Our next child is due to be born tommorow, and, if she’s anything like her father, tommorow she will arrive.  I’m once again steeling myself for the gory endeavor, preparing to witness the human bodies of my wife and new child do things that they ought not be able to do.

During the course of these mental preparations, I’ve been faced by the plain oddity of human feelings.  Take, for example, my distaste for the horrors of the delivery room.  Why do I feel that way?  What is the cause?  What, if anything, is the purpose?

I can only think of two sets of presumption from which to start considering these questions (if anyone can think of a third, I’d be grateful to hear it).  From a secular perspective, my horror must have a biological cause.  There can’t be a purpose in my feelings in and of themselves, because the absence of god amounts de facto to the absence of purpose, even a purpose as basic as biolgical survival.  There can only be causation.  What, then, is the cause?  Does my horror, if shared by men generally, create some advantage for the human species, or would it have created such advantage in the past?  If so, what advantage? 

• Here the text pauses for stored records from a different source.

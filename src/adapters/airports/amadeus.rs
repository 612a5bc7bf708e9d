use crate::adapters::airports::LookupError;
use crate::config::AirportLookupConfig;
use crate::domain::airport::Airport;
use serde::Deserialize;
use std::time::Duration;
use tokio::sync::RwLock;
use tokio::time::Instant;

const TOKEN_PATH: &str = "/v1/security/oauth2/token";
const LOCATIONS_PATH: &str = "/v1/reference-data/locations";
const TOKEN_EXPIRY_MARGIN: Duration = Duration::from_secs(30);
const DEFAULT_TOKEN_LIFETIME_SECS: u64 = 1799;
const MAX_TOKEN_LIFETIME: Duration = Duration::from_secs(86_400);

#[derive(Deserialize)]
struct TokenResponse {
    access_token: String,
    #[serde(default = "default_expires_in")]
    expires_in: u64,
}

const fn default_expires_in() -> u64 {
    DEFAULT_TOKEN_LIFETIME_SECS
}

/// When a token issued at `now` should be replaced. Upstream lifetimes are
/// capped at one day.
fn refresh_deadline(now: Instant, expires_in: u64) -> Instant {
    let lifetime = Duration::from_secs(expires_in).min(MAX_TOKEN_LIFETIME).saturating_sub(TOKEN_EXPIRY_MARGIN);
    now + lifetime
}

#[derive(Deserialize)]
struct LocationsResponse {
    #[serde(default)]
    data: Vec<Location>,
}

#[derive(Deserialize)]
#[serde(rename_all = "camelCase")]
struct Location {
    iata_code: String,
    #[serde(default)]
    name: String,
    #[serde(default)]
    address: LocationAddress,
}

#[derive(Deserialize, Default)]
#[serde(rename_all = "camelCase")]
struct LocationAddress {
    #[serde(default)]
    city_name: String,
    #[serde(default)]
    country_name: String,
}

impl From<Location> for Airport {
    fn from(l: Location) -> Self {
        Self { iata_code: l.iata_code, name: l.name, city_name: l.address.city_name, country_name: l.address.country_name }
    }
}

#[derive(Debug, Clone)]
struct CachedToken {
    value: String,
    refresh_at: Instant,
}

/// OAuth2 client-credentials client for the airport location search.
pub struct AmadeusClient {
    http: reqwest::Client,
    base_url: String,
    client_id: String,
    client_secret: String,
    limit: u32,
    token: RwLock<Option<CachedToken>>,
}

impl AmadeusClient {
    /// Returns `None` unless both client id and secret are configured.
    ///
    /// # Errors
    /// Returns an error if the HTTP client cannot be built.
    pub fn from_config(config: &AirportLookupConfig) -> anyhow::Result<Option<Self>> {
        let (Some(client_id), Some(client_secret)) = (&config.client_id, &config.client_secret) else {
            return Ok(None);
        };

        let http = reqwest::Client::builder().timeout(Duration::from_secs(config.timeout_secs)).build()?;

        Ok(Some(Self {
            http,
            base_url: config.base_url.trim_end_matches('/').to_string(),
            client_id: client_id.clone(),
            client_secret: client_secret.clone(),
            limit: config.limit,
            token: RwLock::new(None),
        }))
    }

    async fn access_token(&self) -> Result<String, LookupError> {
        if let Some(token) = self.token.read().await.as_ref()
            && Instant::now() < token.refresh_at
        {
            return Ok(token.value.clone());
        }

        let mut guard = self.token.write().await;
        if let Some(token) = guard.as_ref()
            && Instant::now() < token.refresh_at
        {
            return Ok(token.value.clone());
        }

        let response = self
            .http
            .post(format!("{}{TOKEN_PATH}", self.base_url))
            .form(&[
                ("grant_type", "client_credentials"),
                ("client_id", self.client_id.as_str()),
                ("client_secret", self.client_secret.as_str()),
            ])
            .send()
            .await?;

        if !response.status().is_success() {
            return Err(LookupError::Token(response.status()));
        }

        let body: TokenResponse = response.json().await?;
        tracing::debug!(expires_in = body.expires_in, "Obtained airport lookup access token");

        *guard = Some(CachedToken {
            value: body.access_token.clone(),
            refresh_at: refresh_deadline(Instant::now(), body.expires_in),
        });
        Ok(body.access_token)
    }

    /// Searches airports whose name, city or code matches `keyword`.
    ///
    /// # Errors
    /// Returns `LookupError` if the token exchange or the search fails.
    pub async fn search(&self, keyword: &str) -> Result<Vec<Airport>, LookupError> {
        let token = self.access_token().await?;
        let limit = self.limit.to_string();

        let response = self
            .http
            .get(format!("{}{LOCATIONS_PATH}", self.base_url))
            .bearer_auth(token)
            .query(&[("keyword", keyword), ("subType", "AIRPORT"), ("page[limit]", limit.as_str()), ("view", "LIGHT")])
            .send()
            .await?;

        let status = response.status();
        if !status.is_success() {
            if status == reqwest::StatusCode::UNAUTHORIZED {
                *self.token.write().await = None;
            }
            return Err(LookupError::Search(status));
        }

        let body: LocationsResponse = response.json().await?;
        Ok(body.data.into_iter().map(Airport::from).collect())
    }
}

impl std::fmt::Debug for AmadeusClient {
    fn fmt(&self, f: &mut std::fmt::Formatter<'_>) -> std::fmt::Result {
        f.debug_struct("AmadeusClient")
            .field("base_url", &self.base_url)
            .field("client_id", &self.client_id)
            .field("limit", &self.limit)
            .finish_non_exhaustive()
    }
}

Evolutionary theory (which has a much firmer footing in science than any other attempted history of life on earth, particularly the spotty efforts of “creation science”) can speculate that my horror might be the result of a genetically programmed reaction that persisted because it served the good of the species, but I have trouble deducing what that good was (perhaps to reduce cannabilism or infanticide by discouraging men from attending birth?), and, more importantly, I have trouble understanding how such a reaction could be perpetuated genetically.   What part of dreading the goriness of labor specifically (not gore in general; it’s an unusual year if I don’t shoot, gut, and eat a large mammal or three) would result in greater reproductive success for its sufferer?  How can a proclivity for a particular emotional reaction to a particular sort of event be passed on genetically such that an evolutionary explanation is even coherent?

The other starting place is religious.  From a perspective that accounts for God, and particularly for man as a creation rather than a genetic accident, my feelings might have purpose as well as causation.  It may be that my horror is caused in the evolutionary sense described above; but from a religious perspective it is also possible that my feeling exists for a reason other than ensuring reproductive success.  It could be, for example, that part of loving my wife includes horror at witnessing her in pain–not because that feeling results in greater reproductive success (although it might), but rather because that feeling serves the larger purpose of feeling love as part of understanding God.  Oddly, my feelings themselves practically insist that they transcend the mere causation that might explain such things as having two legs rather than four, or hair rather than fur, and, from the importance most people place on their feelings, most people appear to share the same unspoken assumption.

I’m not laying this out as a iron-clad apologia.  I am saying that we humans tend to ignore, take for granted, or minimize the many unexplained oddities that attend being human.  We become so familar with these curiosities that we stop seeing exactly how curious they are.  Feelings–and the strange way in which feelings are universal across cultures and simultaneously highly individualized–are one of the strangest.  Maybe our feelings are merely caused and we have not the wit to understand the web of biological history that caused them.  But if our feelings themselves are any guide, they have purpose rather than mere being.  At the very least, if God is part of the equation, our feelings are much more readily explicable, and more certainly imporant.  If that’s the case, we owe it to ourselves, and to the Creator of purpose, to discover what the purpose is and how best to fulfill it.